New East Digital Archive

Ostalgie: a glimpse inside the places where East Germany survives

Berlin-based photographer Elena Khovanskaya goes looking for traces of GDR

9 November 2017

The Berlin Wall came down exactly 28 years today. Yet even now, it’s not unusual to hear the question: “Which part of Berlin are you from?” Originally from St Petersburg, documentary photographer Elena Khovanskaya has been living in eastern Berlin for the last 10 years, and has met many people who miss the quality of life in the GDR (in German, DDR, Deutsche Demokratische Republik), when there were job security, free kindergartens, free public services, high-quality goods and low-cost transport. “In their eyes, they not only lost their former country but their faith in the future,” says Khovanskaya, whose latest photo series explores the phenomena of “ostalgie” — nostalgia for old East (“ost”) Germany. The project has taken her beyond official places such as crossing points, prisons, factories and administrative buildings, and inside more intimate spaces like cafés, hotels and homes which remain unchanged by time.

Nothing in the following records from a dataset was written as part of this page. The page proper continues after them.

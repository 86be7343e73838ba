//! End-to-end call flows against a scripted media transport
//!
//! The test plays the remote party on the other end of an in-memory relay.

#![allow(clippy::unwrap_used, clippy::panic)]

mod common;

use common::{candidate, eventually, remote_offer, FakePeerFactory, Harness, Op};
use peercall_core::{
    CallError, CallEvent, CallState, ConnectionState, EndReason, MediaType, MemoryTransport,
    PeerCallConfig, Role, SdpType, SessionDescription, SignalingMessage, SignalingTransport,
    SyntheticCapture, TransportEvent,
};
use pretty_assertions::assert_eq;
use std::sync::Arc;
use tokio::sync::{broadcast, Semaphore};

async fn next_call_end(events: &mut broadcast::Receiver<CallEvent>) -> EndReason {
    loop {
        let event = tokio::time::timeout(common::WAIT, events.recv())
            .await
            .expect("no call end event")
            .unwrap();
        if let CallEvent::CallEnded { reason, .. } = event {
            return reason;
        }
    }
}

#[tokio::test]
async fn caller_happy_path() {
    let h = Harness::start().await;
    assert_eq!(h.controller.state(), CallState::Idle);

    let call_id = h.controller.call().await.unwrap();
    assert_eq!(h.controller.state(), CallState::Negotiating(Role::Caller));
    assert!(h.controller.in_call());

    match h.recv().await {
        SignalingMessage::Offer(offer) => assert_eq!(offer.sdp, "v=0 fake-offer"),
        other => panic!("expected offer, got {other:?}"),
    }

    let session = h.factory.wait_session(0).await;
    assert_eq!(
        session.ops(),
        vec![
            Op::AddTrack(MediaType::Audio),
            Op::AddTrack(MediaType::Video),
            Op::CreateOffer,
            Op::SetLocal(SdpType::Offer),
        ]
    );

    h.send(SignalingMessage::Answer(SessionDescription::answer("v=0 remote-answer")))
        .await;
    h.wait_state(CallState::Active).await;
    eventually("answer applied", || {
        session.ops().contains(&Op::SetRemote(SdpType::Answer))
    })
    .await;

    h.send(SignalingMessage::IceCandidate(candidate(1))).await;
    eventually("candidate applied", || session.applied_candidates().len() == 1).await;
    assert_eq!(session.applied_candidates(), vec![candidate(1).candidate]);
    assert_ne!(call_id.to_string(), "");
}

#[tokio::test]
async fn callee_happy_path() {
    let h = Harness::start().await;

    h.send(remote_offer()).await;
    match h.recv().await {
        SignalingMessage::Answer(answer) => assert_eq!(answer.sdp, "v=0 fake-answer"),
        other => panic!("expected answer, got {other:?}"),
    }
    assert_eq!(h.controller.state(), CallState::Negotiating(Role::Callee));

    let session = h.factory.wait_session(0).await;
    assert_eq!(
        session.ops(),
        vec![
            Op::SetRemote(SdpType::Offer),
            Op::AddTrack(MediaType::Audio),
            Op::AddTrack(MediaType::Video),
            Op::CreateAnswer,
            Op::SetLocal(SdpType::Answer),
        ]
    );

    session.emit(TransportEvent::ConnectionState(ConnectionState::Connecting));
    session.emit(TransportEvent::ConnectionState(ConnectionState::Connected));
    h.wait_state(CallState::Active).await;
}

#[tokio::test]
async fn local_hangup_notifies_peer_and_releases_transport() {
    let h = Harness::start().await;
    let mut events = h.controller.subscribe_events();
    let session = h.establish_as_caller().await;

    h.controller.hang_up().await.unwrap();
    assert_eq!(h.recv().await, SignalingMessage::Hangup);
    assert_eq!(h.controller.state(), CallState::Idle);
    assert!(!h.controller.in_call());
    assert_eq!(next_call_end(&mut events).await, EndReason::LocalHangup);

    eventually("transport closed", || session.is_closed()).await;
    let ops = session.ops();
    assert_eq!(
        &ops[ops.len() - 3..],
        &[Op::DetachTracks, Op::StopTransceivers, Op::Close]
    );
}

#[tokio::test]
async fn hangup_is_idempotent() {
    let h = Harness::start().await;
    h.establish_as_caller().await;

    h.controller.hang_up().await.unwrap();
    assert_eq!(h.recv().await, SignalingMessage::Hangup);

    h.controller.hang_up().await.unwrap();
    h.controller.hang_up().await.unwrap();
    h.expect_silence().await;
    assert_eq!(h.controller.state(), CallState::Idle);
}

#[tokio::test]
async fn hangup_while_idle_sends_nothing() {
    let h = Harness::start().await;
    h.controller.hang_up().await.unwrap();
    h.expect_silence().await;
    assert_eq!(h.factory.created(), 0);
}

#[tokio::test]
async fn remote_hangup_ends_call_without_echo() {
    let h = Harness::start().await;
    let mut events = h.controller.subscribe_events();
    let session = h.establish_as_caller().await;

    h.send(SignalingMessage::Hangup).await;
    h.wait_state(CallState::Idle).await;
    assert_eq!(next_call_end(&mut events).await, EndReason::RemoteHangup);
    h.expect_silence().await;
    eventually("transport closed", || session.is_closed()).await;
}

#[tokio::test]
async fn terminal_connection_state_ends_call() {
    let h = Harness::start().await;
    let mut events = h.controller.subscribe_events();
    let session = h.establish_as_caller().await;

    session.emit(TransportEvent::ConnectionState(ConnectionState::Failed));
    h.wait_state(CallState::Idle).await;
    assert_eq!(next_call_end(&mut events).await, EndReason::ConnectionLost);
    h.expect_silence().await;
    eventually("transport closed", || session.is_closed()).await;
}

#[tokio::test]
async fn signaling_closed_ends_call() {
    let h = Harness::start().await;
    let session = h.establish_as_caller().await;

    session.emit(TransportEvent::SignalingState(peercall_core::SignalingState::Closed));
    h.wait_state(CallState::Idle).await;
}

#[tokio::test]
async fn call_while_in_call_is_rejected() {
    let h = Harness::start().await;
    h.controller.call().await.unwrap();

    assert_eq!(h.controller.call().await, Err(CallError::AlreadyInCall));
    assert_eq!(h.controller.state(), CallState::Negotiating(Role::Caller));
}

#[tokio::test]
async fn call_without_media_fails_but_incoming_is_answered() {
    let h = Harness::start_with(FakePeerFactory::new(), SyntheticCapture::unavailable()).await;

    assert!(matches!(
        h.controller.call().await,
        Err(CallError::MediaUnavailable(_))
    ));
    assert_eq!(h.controller.state(), CallState::Idle);

    h.send(remote_offer()).await;
    assert!(matches!(h.recv().await, SignalingMessage::Answer(_)));
    let session = h.factory.wait_session(0).await;
    assert!(!session
        .ops()
        .iter()
        .any(|op| matches!(op, Op::AddTrack(_))));
}

#[tokio::test]
async fn call_with_closed_channel_fails() {
    let h = Harness::start().await;
    h.local.disconnect().await;

    assert_eq!(h.controller.call().await, Err(CallError::ChannelNotOpen));
    assert_eq!(h.controller.state(), CallState::Idle);
    assert_eq!(h.factory.created(), 0);
}

#[tokio::test]
async fn call_before_start_fails() {
    let (local, _remote) = MemoryTransport::pair();
    let controller = peercall_core::CallController::builder(Arc::new(local))
        .with_config(PeerCallConfig::default())
        .with_transport_factory(Arc::new(FakePeerFactory::new()))
        .build()
        .unwrap();

    assert_eq!(controller.call().await, Err(CallError::NotStarted));
    assert_eq!(controller.hang_up().await, Err(CallError::NotStarted));
}

#[tokio::test]
async fn completion_after_hangup_is_discarded() {
    let gate = Arc::new(Semaphore::new(0));
    let h = Harness::start_with(FakePeerFactory::gated(gate.clone()), SyntheticCapture::new())
        .await;

    h.send(remote_offer()).await;
    h.wait_state(CallState::Negotiating(Role::Callee)).await;
    let session = h.factory.wait_session(0).await;

    h.controller.hang_up().await.unwrap();
    assert_eq!(h.recv().await, SignalingMessage::Hangup);
    assert_eq!(h.controller.state(), CallState::Idle);

    gate.add_permits(1);
    eventually("transport closed", || session.is_closed()).await;
    assert!(!session.ops().contains(&Op::CreateAnswer));
    h.expect_silence().await;
    assert_eq!(h.controller.state(), CallState::Idle);
}

#[tokio::test]
async fn offer_during_negotiation_is_rejected() {
    let h = Harness::start().await;
    h.controller.call().await.unwrap();
    assert!(matches!(h.recv().await, SignalingMessage::Offer(_)));

    h.send(remote_offer()).await;
    h.expect_silence().await;
    assert_eq!(h.controller.state(), CallState::Negotiating(Role::Caller));
    assert_eq!(h.factory.created(), 1);
}

#[tokio::test]
async fn answer_while_idle_is_ignored() {
    let h = Harness::start().await;
    h.send(SignalingMessage::Answer(SessionDescription::answer("v=0 stale")))
        .await;
    h.expect_silence().await;
    assert_eq!(h.controller.state(), CallState::Idle);
    assert_eq!(h.factory.created(), 0);

    h.controller.call().await.unwrap();
    assert!(matches!(h.recv().await, SignalingMessage::Offer(_)));
}

#[tokio::test]
async fn invalid_frames_do_not_stop_the_session() {
    let h = Harness::start().await;
    h.send_raw(r#"{"type":"renegotiate","data":{}}"#).await;
    h.send_raw("not json at all").await;
    h.send_raw(r#"{"type":"offer","data":{"type":"answer","sdp":"v=0"}}"#)
        .await;

    h.send(remote_offer()).await;
    assert!(matches!(h.recv().await, SignalingMessage::Answer(_)));
    assert_eq!(h.factory.created(), 1);
}

#[tokio::test]
async fn malformed_offer_fails_negotiation() {
    let h = Harness::start().await;
    let mut events = h.controller.subscribe_events();

    h.send(SignalingMessage::Offer(SessionDescription::offer("malformed")))
        .await;
    assert_eq!(next_call_end(&mut events).await, EndReason::NegotiationFailed);
    h.wait_state(CallState::Idle).await;
    h.expect_silence().await;

    let session = h.factory.wait_session(0).await;
    assert!(!session.ops().contains(&Op::CreateAnswer));
}

#[tokio::test]
async fn local_candidates_are_forwarded() {
    let h = Harness::start().await;
    let session = h.establish_as_caller().await;

    session.emit(TransportEvent::LocalCandidate(Some(candidate(7))));
    session.emit(TransportEvent::LocalCandidate(None));
    assert_eq!(h.recv().await, SignalingMessage::IceCandidate(candidate(7)));
    h.expect_silence().await;
}

#[tokio::test]
async fn remote_track_is_reported() {
    let h = Harness::start().await;
    let mut events = h.controller.subscribe_events();
    let session = h.establish_as_caller().await;

    session.emit(TransportEvent::RemoteTrack {
        track_id: "remote-video".to_string(),
        kind: MediaType::Video,
    });

    loop {
        let event = tokio::time::timeout(common::WAIT, events.recv())
            .await
            .unwrap()
            .unwrap();
        if let CallEvent::RemoteTrack { track_id, kind, .. } = event {
            assert_eq!(track_id, "remote-video");
            assert_eq!(kind, MediaType::Video);
            break;
        }
    }
}

#[tokio::test]
async fn video_toggle_does_not_affect_call() {
    let h = Harness::start().await;
    assert!(!h.controller.local_video_active());
    h.establish_as_caller().await;

    h.controller.start_local_video().unwrap();
    assert!(h.controller.local_video_active());
    assert_eq!(h.controller.state(), CallState::Active);

    h.controller.pause_local_video().unwrap();
    assert!(!h.controller.local_video_active());
    assert_eq!(h.controller.state(), CallState::Active);
    h.expect_silence().await;
}

#[tokio::test]
async fn new_call_after_previous_ended_uses_fresh_transport() {
    let h = Harness::start().await;
    let first = h.establish_as_caller().await;
    h.controller.hang_up().await.unwrap();
    assert_eq!(h.recv().await, SignalingMessage::Hangup);

    h.send(remote_offer()).await;
    assert!(matches!(h.recv().await, SignalingMessage::Answer(_)));
    let second = h.factory.wait_session(1).await;
    assert!(!Arc::ptr_eq(&first, &second));
    assert!(!second.is_closed());
}

#[tokio::test]
async fn shutdown_hangs_up_active_call() {
    let h = Harness::start().await;
    h.establish_as_caller().await;

    h.controller.shutdown().await;
    assert_eq!(h.recv().await, SignalingMessage::Hangup);
    assert_eq!(h.controller.call().await, Err(CallError::NotStarted));
}

#[tokio::test]
async fn duplicate_answer_while_active_is_ignored() {
    let h = Harness::start().await;
    let session = h.establish_as_caller().await;
    let ops_before = session.ops().len();

    h.send(SignalingMessage::Answer(SessionDescription::answer("v=0 duplicate")))
        .await;
    h.expect_silence().await;

    assert_eq!(h.controller.state(), CallState::Active);
    assert_eq!(session.ops().len(), ops_before);
}

#[tokio::test]
async fn answer_while_answering_is_ignored() {
    let h = Harness::start().await;
    h.send(remote_offer()).await;
    assert!(matches!(h.recv().await, SignalingMessage::Answer(_)));
    let session = h.factory.wait_session(0).await;
    let ops_before = session.ops().len();

    h.send(SignalingMessage::Answer(SessionDescription::answer("v=0 unexpected")))
        .await;
    h.expect_silence().await;

    assert_eq!(h.controller.state(), CallState::Negotiating(Role::Callee));
    assert_eq!(session.ops().len(), ops_before);
}

#[tokio::test]
async fn local_candidate_waits_for_answer() {
    let gate = Arc::new(Semaphore::new(0));
    let h = Harness::start_with(FakePeerFactory::gated(gate.clone()), SyntheticCapture::new())
        .await;

    h.send(remote_offer()).await;
    h.wait_state(CallState::Negotiating(Role::Callee)).await;
    let session = h.factory.wait_session(0).await;

    session.emit(TransportEvent::LocalCandidate(Some(candidate(4))));
    h.expect_silence().await;

    gate.add_permits(1);
    assert!(matches!(h.recv().await, SignalingMessage::Answer(_)));
    assert_eq!(h.recv().await, SignalingMessage::IceCandidate(candidate(4)));
}

#[tokio::test]
async fn failed_answer_send_ends_call() {
    let gate = Arc::new(Semaphore::new(0));
    let h = Harness::start_with(FakePeerFactory::gated(gate.clone()), SyntheticCapture::new())
        .await;
    let mut events = h.controller.subscribe_events();

    h.send(remote_offer()).await;
    h.wait_state(CallState::Negotiating(Role::Callee)).await;
    let session = h.factory.wait_session(0).await;

    h.local.disconnect().await;
    gate.add_permits(1);

    assert_eq!(next_call_end(&mut events).await, EndReason::SignalingFailed);
    h.wait_state(CallState::Idle).await;
    eventually("transport closed", || session.is_closed()).await;
    h.expect_silence().await;
}

#[tokio::test]
async fn start_after_shutdown_leaves_relay_closed() {
    let h = Harness::start().await;
    h.controller.shutdown().await;
    assert!(!h.local.is_open());

    assert_eq!(h.controller.start().await, Err(CallError::NotStarted));
    assert!(!h.local.is_open());
}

Moreover, she discovered there are more than 900 GDR brands still in existence today, and specialised shops even sell GDR produce like Spreewald pickles, Bautzner mustard and the cult GDR soft drink, Club Cola. Compared to her native country, there are a lot more museums in East Germany that deal directly with this recent history, the photographer says: “In eastern Germany, the history of the GDR is documented in plenty of public as well as private museums. There is also the so-called Stasi Record Agency that was founded in 1990 and working to this day. I have found only few, and mostly rather small, Russian museums dedicated to its communist past and life back then. Though of course there are still plenty of communist monuments and architecture in Russia, and you’re bound to meet people who tell you life was better in those days.”